Even while he pressed ahead with his own company, Saurabh joined a company called Mint.com. “I wasn’t ready to shut down my own company yet, but I took a job a Mint.com,” he says. “I was doing two start-ups at the same time, which is crazy, and I advise people never to do that. Just do one thing, and do it really well!”

Saurabh learned quite a bit about product design while at Mint.com. “The great part of being at Mint was that it was a consumer company, so there was a focus on the simplicity of the design,” he says. “That is something that is now coming, bit by bit, into all types of products. People talk about the consumerization of IT. In many ways that includes picking up some of the design ideas from the consumer world to produce an intuitive, easy to use product that anyone – even non-technical people – can readily use.”

Within a year of Saurabh joining Mint.com, the company was acquired by Intuit. Preferring a small company culture, Saurabh left Intuit to co-found Sumo Logic with a colleague from his ArcSight days, Christian Beedgen.Cloud was taking off, and a lot of big data architectures were becoming reality and had gone from research paper to successful implementations,” says Saurabh. “We were in this field of log management and IT analytics, and we thought we could start a company in the cloud using a very new architecture, and that’s what led to Sumo Logic.”

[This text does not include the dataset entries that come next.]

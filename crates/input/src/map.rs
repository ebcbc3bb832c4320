//! Key mapping from terminal events to engine actions.
//!
//! Letter keys follow the classic layout (a/d/s to move, w to drop, j/k to
//! rotate, l to hold); arrow keys and a few alternates map to the same actions.

use crate::types::Action;
use crossterm::event::{KeyCode, KeyEvent, KeyEventKind, KeyModifiers};

/// Map keyboard input to an engine action.
pub fn handle_key_event(key: KeyEvent) -> Option<Action> {
    if is_ctrl_c(key) {
        return None;
    }
    match key.code {
        // Movement
        KeyCode::Left | KeyCode::Char('a') | KeyCode::Char('A') => Some(Action::MoveLeft),
        KeyCode::Right | KeyCode::Char('d') | KeyCode::Char('D') => Some(Action::MoveRight),
        KeyCode::Down | KeyCode::Char('s') | KeyCode::Char('S') => Some(Action::MoveDown),

        // Rotation
        KeyCode::Up | KeyCode::Char('k') | KeyCode::Char('K') => Some(Action::RotateCw),
        KeyCode::Char('j') | KeyCode::Char('J') | KeyCode::Char('z') | KeyCode::Char('Z') => {
            Some(Action::RotateCcw)
        }

        // Actions
        KeyCode::Char(' ') | KeyCode::Char('w') | KeyCode::Char('W') => Some(Action::HardDrop),
        KeyCode::Char('l') | KeyCode::Char('L') | KeyCode::Char('c') | KeyCode::Char('C') => {
            Some(Action::Hold)
        }

        _ => None,
    }
}

/// Key that starts a new episode (from the title or game-over screen).
pub fn is_start_key(key: KeyEvent) -> bool {
    matches!(
        key.code,
        KeyCode::Enter | KeyCode::Char('n') | KeyCode::Char('N')
    )
}

/// Check if key should quit the game.
pub fn should_quit(key: KeyEvent) -> bool {
    matches!(key.code, KeyCode::Char('q') | KeyCode::Char('Q')) || is_ctrl_c(key)
}

/// Whether the event is a press (or auto-repeat) rather than a release.
///
/// Terminals with the kitty protocol report releases too; those are ignored.
pub fn is_press(key: KeyEvent) -> bool {
    matches!(key.kind, KeyEventKind::Press | KeyEventKind::Repeat)
}

fn is_ctrl_c(key: KeyEvent) -> bool {
    matches!(key.code, KeyCode::Char('c') | KeyCode::Char('C'))
        && key.modifiers.contains(KeyModifiers::CONTROL)
}

#[cfg(test)]
mod tests {
    use super::*;
    use crossterm::event::{KeyCode, KeyEvent, KeyEventState, KeyModifiers};

    fn key(code: KeyCode) -> KeyEvent {
        KeyEvent::from(code)
    }

    #[test]
    fn test_movement_keys() {
        assert_eq!(handle_key_event(key(KeyCode::Left)), Some(Action::MoveLeft));
        assert_eq!(handle_key_event(key(KeyCode::Right)), Some(Action::MoveRight));
        assert_eq!(handle_key_event(key(KeyCode::Down)), Some(Action::MoveDown));

        assert_eq!(handle_key_event(key(KeyCode::Char('a'))), Some(Action::MoveLeft));
        assert_eq!(handle_key_event(key(KeyCode::Char('D'))), Some(Action::MoveRight));
        assert_eq!(handle_key_event(key(KeyCode::Char('s'))), Some(Action::MoveDown));
    }

    #[test]
    fn test_rotation_keys() {
        assert_eq!(handle_key_event(key(KeyCode::Up)), Some(Action::RotateCw));
        assert_eq!(handle_key_event(key(KeyCode::Char('k'))), Some(Action::RotateCw));
        assert_eq!(handle_key_event(key(KeyCode::Char('j'))), Some(Action::RotateCcw));
        assert_eq!(handle_key_event(key(KeyCode::Char('Z'))), Some(Action::RotateCcw));
    }

    #[test]
    fn test_action_keys() {
        assert_eq!(handle_key_event(key(KeyCode::Char(' '))), Some(Action::HardDrop));
        assert_eq!(handle_key_event(key(KeyCode::Char('w'))), Some(Action::HardDrop));
        assert_eq!(handle_key_event(key(KeyCode::Char('l'))), Some(Action::Hold));
        assert_eq!(handle_key_event(key(KeyCode::Char('c'))), Some(Action::Hold));
        assert_eq!(handle_key_event(key(KeyCode::Char('x'))), None);
    }

    #[test]
    fn test_start_keys() {
        assert!(is_start_key(key(KeyCode::Enter)));
        assert!(is_start_key(key(KeyCode::Char('n'))));
        assert!(!is_start_key(key(KeyCode::Char('s'))));
    }

    #[test]
    fn test_quit_keys() {
        let ctrl_c = KeyEvent::new(KeyCode::Char('c'), KeyModifiers::CONTROL);
        assert!(should_quit(key(KeyCode::Char('q'))));
        assert!(should_quit(ctrl_c));
        assert_eq!(handle_key_event(ctrl_c), None);
        assert!(!should_quit(key(KeyCode::Char('c'))));
    }

    #[test]
    fn test_release_is_not_a_press() {
        let release = KeyEvent {
            code: KeyCode::Char('a'),
            modifiers: KeyModifiers::NONE,
            kind: KeyEventKind::Release,
            state: KeyEventState::NONE,
        };
        assert!(!is_press(release));
        assert!(is_press(key(KeyCode::Char('a'))));
    }
}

Saurabh ran the engineering and operations for Sumo Logic. The company had good growth and he stayed for six years, but then he started getting what he calls “the familiar itch” to do something else. He had an idea he felt very passionate about and thought about it for months before deciding to give his new venture 150% of his attention. That marked the start of LogicHub, where Saurabh is the CEO today.

Here’s how he describes the company: “LogicHub is a platform for SecOps teams to use automation as a force multiplier. With the help of automation, security teams can do alert triage, threat hunting and incident response ten times more efficiently and more effectively.”

Having worked at a few startups and founding two companies himself, Saurabh shares his outlook on what it takes to have a successful venture. “Whether you’re going to succeed or not is going to be dependent on how effective you are at building teams of really strong people. To bootstrap a company, you reach out to a network, you pull in the people, but you also want to constantly be great at recruiting people. No matter how brilliant you are, you can’t do most of the things the company needs, so you need to hire and continuously recruit really strong people.” He says to attract the top talent, it takes more than money; it takes a company culture that is very encouraging and thriving. Saurabh is careful to cultivate the kind of culture where people can really thrive.

On the personal side, Saurabh is married with two children, an eight-year-old daughter and a four-year-old son. “I feel pretty blessed in a way that there is a harmony between work and life,” he says. “I don’t even call it work-life balance because where is the balancing point? For me, it might sound like I’m a workaholic, but the reality is, my work and life naturally transcend into one another. One hour I’m working, then I’m just doing something with the kids. It has taken a bit of time to get into the groove where it all works out just fine.”

When he has the time, Saurabh loves to play poker. “When I was a kid, I loved playing chess. It’s a very cerebral game, it’s a very analytical game. You calculate the moves and you figure out all of that,” he says. “Now poker, this game has even better qualities. What I like is that it requires studying the people at the table. People-watching, you can call it. That’s the most fun part of being at a poker table.”

While his poker games might be a bit of a gamble and all for fun, Saurabh likes being in control of bringing his ideas and his companies to fruition.